Little Marko is bored of playing with shady cryptocurrencies such as Shiba Inu or XRC, which is why he decided to play with magnets. He has n different magnets and a board which has l available empty slots in a row, in which the magnets can be placed. Each pair of adjacent slots is exactly one centimeter apart. Each of the n magnets has a radius of activity that is equal to r_i. This means that it will attract all magnets that are located strictly less than r_i centimeters away (regardless of the radius of activity of the other magnet). It is possible that some magnets have the same radius of activity, but they are considered as different magnets.

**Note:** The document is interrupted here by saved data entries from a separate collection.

//! Symbol databases captured at build time.
//!
//! The generator assigns every identifier and every executable element an
//! opaque runtime handle while translating. The engine snapshots the
//! resulting databases when a build is bound and uses them to translate
//! runtime handles back into document-level names and elements, so
//! debugger surfaces never see raw handles.

use std::collections::HashMap;

use crate::document::ElementId;

/// Opaque handle of an identifier inside a loaded model.
#[derive(Clone, Copy, Debug, PartialEq, Eq, Hash)]
pub struct IdentifierHandle(pub i32);

/// Opaque handle of an operation inside a loaded model.
#[derive(Clone, Copy, Debug, PartialEq, Eq, Hash)]
pub struct OperationHandle(pub i32);

/// A named value, as edited in or reported to debugger surfaces.
#[derive(Clone, Debug, PartialEq)]
pub struct CalculatedValue {
    /// Document-level identifier name.
    pub name: String,
    /// Current numeric value.
    pub value: f64,
}

impl CalculatedValue {
    pub fn new(name: impl Into<String>, value: f64) -> Self {
        Self {
            name: name.into(),
            value,
        }
    }
}

/// One identifier known to a build.
#[derive(Clone, Debug)]
pub struct IdentifierEntry {
    pub handle: IdentifierHandle,
    pub name: String,
    /// Element whose calculation defines the identifier, if any.
    pub defined_by: Option<ElementId>,
}

/// Snapshot of the identifier symbol table for one build.
#[derive(Clone, Debug, Default)]
pub struct IdentifierDatabase {
    entries: Vec<IdentifierEntry>,
    by_name: HashMap<String, usize>,
    by_handle: HashMap<IdentifierHandle, usize>,
}

impl IdentifierDatabase {
    pub fn new() -> Self {
        Self::default()
    }

    /// Register an identifier. Returns its handle; re-registering a name
    /// returns the existing handle.
    pub fn register(&mut self, name: &str, defined_by: Option<ElementId>) -> IdentifierHandle {
        if let Some(&idx) = self.by_name.get(name) {
            if defined_by.is_some() && self.entries[idx].defined_by.is_none() {
                self.entries[idx].defined_by = defined_by;
            }
            return self.entries[idx].handle;
        }
        let handle = IdentifierHandle(self.entries.len() as i32);
        self.by_name.insert(name.to_string(), self.entries.len());
        self.by_handle.insert(handle, self.entries.len());
        self.entries.push(IdentifierEntry {
            handle,
            name: name.to_string(),
            defined_by,
        });
        handle
    }

    pub fn by_name(&self, name: &str) -> Option<&IdentifierEntry> {
        self.by_name.get(name).map(|&idx| &self.entries[idx])
    }

    pub fn by_handle(&self, handle: IdentifierHandle) -> Option<&IdentifierEntry> {
        self.by_handle.get(&handle).map(|&idx| &self.entries[idx])
    }

    pub fn entries(&self) -> &[IdentifierEntry] {
        &self.entries
    }

    pub fn len(&self) -> usize {
        self.entries.len()
    }

    pub fn is_empty(&self) -> bool {
        self.entries.is_empty()
    }
}

/// One operation known to a build.
#[derive(Clone, Debug)]
pub struct OperationEntry {
    pub handle: OperationHandle,
    /// The worksheet element this operation was translated from.
    pub element: ElementId,
}

/// Snapshot of the operation symbol table for one build.
#[derive(Clone, Debug, Default)]
pub struct OperationDatabase {
    entries: Vec<OperationEntry>,
    by_element: HashMap<ElementId, usize>,
    by_handle: HashMap<OperationHandle, usize>,
}

impl OperationDatabase {
    pub fn new() -> Self {
        Self::default()
    }

    /// Register the operation translated from `element`.
    pub fn register(&mut self, element: ElementId) -> OperationHandle {
        if let Some(&idx) = self.by_element.get(&element) {
            return self.entries[idx].handle;
        }
        let handle = OperationHandle(self.entries.len() as i32);
        self.by_element.insert(element, self.entries.len());
        self.by_handle.insert(handle, self.entries.len());
        self.entries.push(OperationEntry { handle, element });
        handle
    }

    pub fn by_element(&self, element: ElementId) -> Option<OperationHandle> {
        self.by_element
            .get(&element)
            .map(|&idx| self.entries[idx].handle)
    }

    pub fn by_handle(&self, handle: OperationHandle) -> Option<ElementId> {
        self.by_handle
            .get(&handle)
            .map(|&idx| self.entries[idx].element)
    }

    pub fn entries(&self) -> &[OperationEntry] {
        &self.entries
    }

    pub fn len(&self) -> usize {
        self.entries.len()
    }

    pub fn is_empty(&self) -> bool {
        self.entries.is_empty()
    }
}

#[cfg(test)]
mod tests {
    use super::*;

    #[test]
    fn test_identifier_registration_dedupes() {
        let mut db = IdentifierDatabase::new();
        let g = db.register("g", None);
        let v0 = db.register("v0", Some(ElementId(2)));
        let g2 = db.register("g", Some(ElementId(1)));
        assert_eq!(g, g2);
        assert_ne!(g, v0);
        assert_eq!(db.len(), 2);
        // The later definition site sticks.
        assert_eq!(db.by_name("g").unwrap().defined_by, Some(ElementId(1)));
        assert_eq!(db.by_handle(v0).unwrap().name, "v0");
        assert!(db.by_name("missing").is_none());
    }

    #[test]
    fn test_operation_lookup_both_ways() {
        let mut db = OperationDatabase::new();
        let op_a = db.register(ElementId(10));
        let op_b = db.register(ElementId(11));
        assert_ne!(op_a, op_b);
        assert_eq!(db.by_element(ElementId(10)), Some(op_a));
        assert_eq!(db.by_handle(op_b), Some(ElementId(11)));
        assert_eq!(db.register(ElementId(10)), op_a);
        assert_eq!(db.len(), 2);
    }
}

Marko doesn’t like it when the magnets attract each other, so he is interested in the number of ways to place the magnets on the board so that no magnet attracts any other. All of the magnets should be placed on the board, and each empty slot may contain at most one magnet. Two ways of placing the magnets are considered different if there is magnet which is at a different position in the first way than in the second way. As the required number can be quite large, you should output it modulo 10⁹ + 7.

The first line contains positive integers n and l, the number of magnets and the number of empty slots.

The second line contains n positive integers r_i (1 ≤ r_i ≤ l), the radii of activity of the n magnets.

Print the required number of ways to place the magnets on the board so that no magnet attracts any other, modulo 10⁹ + 7.

In every subtask, it holds that 1 ≤ n ≤ 50 and n ≤ l ≤ 10 000.

Clarification of the second example: All permutations of the magnets are valid because no two magnets can attract each other.

Clarification of the third example: If we denote the magnets with 1, 2 and 3, and an empty slot with _, the possible arrangements of magnets are 13_2, 31_2, 2_13 and 2_31.